NVIDIA is already making big plans on its investments in the Arm ecosystem, most of which hinges on its acquisition of the UK-based company currently owned by Japan's SoftBank. We haven't heard much about the status of that process recently, but the latest news that has just surfaced isn't that encouraging, at least for NVIDIA. The acquisition has already been uncertain as far as the UK is concerned, and insiders are now saying that the country is inclined to reject the bid over national security concerns.

It has been a year since NVIDIA and SoftBank revealed the graphics tech giant's intentions to takeover Arm, formerly Arm Holdings. The semiconductor and software design company is best known for creating the design and technologies used for CPUs and GPUs that are then licensed by the likes of Qualcomm, MediaTek, Samsung, Rockchip, and a whole host of other chipmakers.
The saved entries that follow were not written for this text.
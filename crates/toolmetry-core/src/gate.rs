//! Startup-time capability gating driven by remote boolean flags.
//!
//! Each tool carries a [`ToolGate`]. Ungated tools are always exposed. A tool
//! gated on a flag is exposed only if the tracker answers `true` for that flag
//! within a bounded wait. Every other outcome (no backend, a failed query, a
//! timeout) resolves to "not exposed", and is logged differently from an
//! explicit `false` so operators can tell a disabled flag from a broken one.
//!
//! Decisions are taken once, while the server starts, and are never
//! re-evaluated; flipping the flag remotely has no effect until restart.

use std::{fmt, sync::Arc, time::Duration};

use serde::{Deserialize, Serialize};
use tracing::{debug, info, warn};

use crate::{registry::ToolDefinition, tracking::Tracker};

/// Upper bound on a single flag query during startup.
pub const DEFAULT_FLAG_TIMEOUT: Duration = Duration::from_secs(3);

/// Whether a tool is always exposed or depends on a flag.
#[derive(Debug, Clone, Default, PartialEq, Eq, Serialize, Deserialize)]
#[serde(rename_all = "snake_case")]
pub enum ToolGate {
    #[default]
    Always,
    Flag(String),
}

impl ToolGate {
    pub fn flag(name: impl Into<String>) -> Self {
        Self::Flag(name.into())
    }

    pub fn flag_name(&self) -> Option<&str> {
        match self {
            Self::Always => None,
            Self::Flag(name) => Some(name),
        }
    }
}

impl fmt::Display for ToolGate {
    fn fmt(&self, f: &mut fmt::Formatter<'_>) -> fmt::Result {
        match self {
            Self::Always => f.write_str("always"),
            Self::Flag(name) => write!(f, "flag:{name}"),
        }
    }
}

/// Why a flag could not be resolved.
#[derive(Debug, Clone, PartialEq, Eq)]
pub enum UnresolvedReason {
    /// No analytics backend is configured.
    NoBackend,
    /// The backend did not answer within the bound.
    Timeout(Duration),
    /// The backend answered with an error.
    Failed(String),
}

impl fmt::Display for UnresolvedReason {
    fn fmt(&self, f: &mut fmt::Formatter<'_>) -> fmt::Result {
        match self {
            Self::NoBackend => f.write_str("no analytics backend configured"),
            Self::Timeout(bound) => write!(f, "no answer within {}ms", bound.as_millis()),
            Self::Failed(message) => write!(f, "query failed: {message}"),
        }
    }
}

/// Result of looking up a flag at startup.
#[derive(Debug, Clone, PartialEq, Eq)]
pub enum FlagResolution {
    Enabled,
    Disabled,
    Unresolved(UnresolvedReason),
}

impl FlagResolution {
    /// Only an explicit `true` from the backend enables a tool.
    pub fn is_enabled(&self) -> bool {
        matches!(self, Self::Enabled)
    }
}

impl fmt::Display for FlagResolution {
    fn fmt(&self, f: &mut fmt::Formatter<'_>) -> fmt::Result {
        match self {
            Self::Enabled => f.write_str("enabled"),
            Self::Disabled => f.write_str("disabled"),
            Self::Unresolved(reason) => write!(f, "unresolved ({reason})"),
        }
    }
}

/// Looks up `flag` on `tracker`, waiting at most `timeout`.
///
/// Never fails and never waits longer than the bound.
pub async fn resolve_flag(tracker: &dyn Tracker, flag: &str, timeout: Duration) -> FlagResolution {
    if !tracker.is_enabled() {
        return FlagResolution::Unresolved(UnresolvedReason::NoBackend);
    }

    match tokio::time::timeout(timeout, tracker.query_flag(flag)).await {
        Ok(Ok(true)) => FlagResolution::Enabled,
        Ok(Ok(false)) => FlagResolution::Disabled,
        Ok(Err(error)) => FlagResolution::Unresolved(UnresolvedReason::Failed(error.to_string())),
        Err(_) => FlagResolution::Unresolved(UnresolvedReason::Timeout(timeout)),
    }
}

/// Startup decision for one candidate tool.
#[derive(Debug, Clone, PartialEq, Eq)]
pub struct GateDecision {
    pub tool: String,
    pub gate: ToolGate,
    /// `None` for ungated tools, which are never looked up.
    pub resolution: Option<FlagResolution>,
    pub admitted: bool,
}

/// Decides which candidate tools the server exposes.
#[derive(Debug, Clone)]
pub struct CapabilityGate {
    tracker: Arc<dyn Tracker>,
    timeout: Duration,
}

impl CapabilityGate {
    pub fn new(tracker: Arc<dyn Tracker>) -> Self {
        Self {
            tracker,
            timeout: DEFAULT_FLAG_TIMEOUT,
        }
    }

    #[must_use]
    pub fn with_timeout(mut self, timeout: Duration) -> Self {
        self.timeout = timeout;
        self
    }

    pub fn timeout(&self) -> Duration {
        self.timeout
    }

    /// Decides whether `definition` is exposed.
    pub async fn decide(&self, definition: &ToolDefinition) -> GateDecision {
        let Some(flag) = definition.gate.flag_name() else {
            return GateDecision {
                tool: definition.name.clone(),
                gate: ToolGate::Always,
                resolution: None,
                admitted: true,
            };
        };

        let resolution = resolve_flag(self.tracker.as_ref(), flag, self.timeout).await;
        match &resolution {
            FlagResolution::Enabled => {
                info!(tool = %definition.name, flag, "flag enabled, exposing tool");
            }
            FlagResolution::Disabled => {
                info!(tool = %definition.name, flag, "flag disabled, tool not exposed");
            }
            // Reported once for the whole toolset by the caller.
            FlagResolution::Unresolved(UnresolvedReason::NoBackend) => {
                debug!(tool = %definition.name, flag, "no analytics backend, tool not exposed");
            }
            FlagResolution::Unresolved(reason) => {
                warn!(
                    tool = %definition.name,
                    flag,
                    reason = %reason,
                    "flag could not be resolved, tool not exposed"
                );
            }
        }

        GateDecision {
            tool: definition.name.clone(),
            gate: definition.gate.clone(),
            admitted: resolution.is_enabled(),
            resolution: Some(resolution),
        }
    }
}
As such, Arm is at the center of most mobile and embedded technologies.

As a company, however, its history may suggest a bit of instability. After being acquired in 2016, the SoftBank Group started looking for buyers to fuel its buybacks and newer investments. There have been several interested parties, but NVIDIA rose to be the most prominent and, unfortunately, the most controversial.

The UK naturally has vested interests in who becomes Arm's new owner, especially as the government tries to consolidate and protect its technological "treasures" like Arm. Bloomberg now reports that there is a growing concern over the national security implications of Arm's acquisition by US-based NVIDIA, but it is still unclear why that would be so. Questions of neutrality and anti-competitiveness might actually be more relevant, considering NVIDIA is a direct competitor to some of Arm's licensees.

Things could still go in NVIDIA's favor, though, but other stakeholders in the Arm ecosystem are also willing to pitch in if the deal goes south. SoftBank's last resort would be to file for an IPO of Arm, though that is deemed to be less profitable than an outright sale.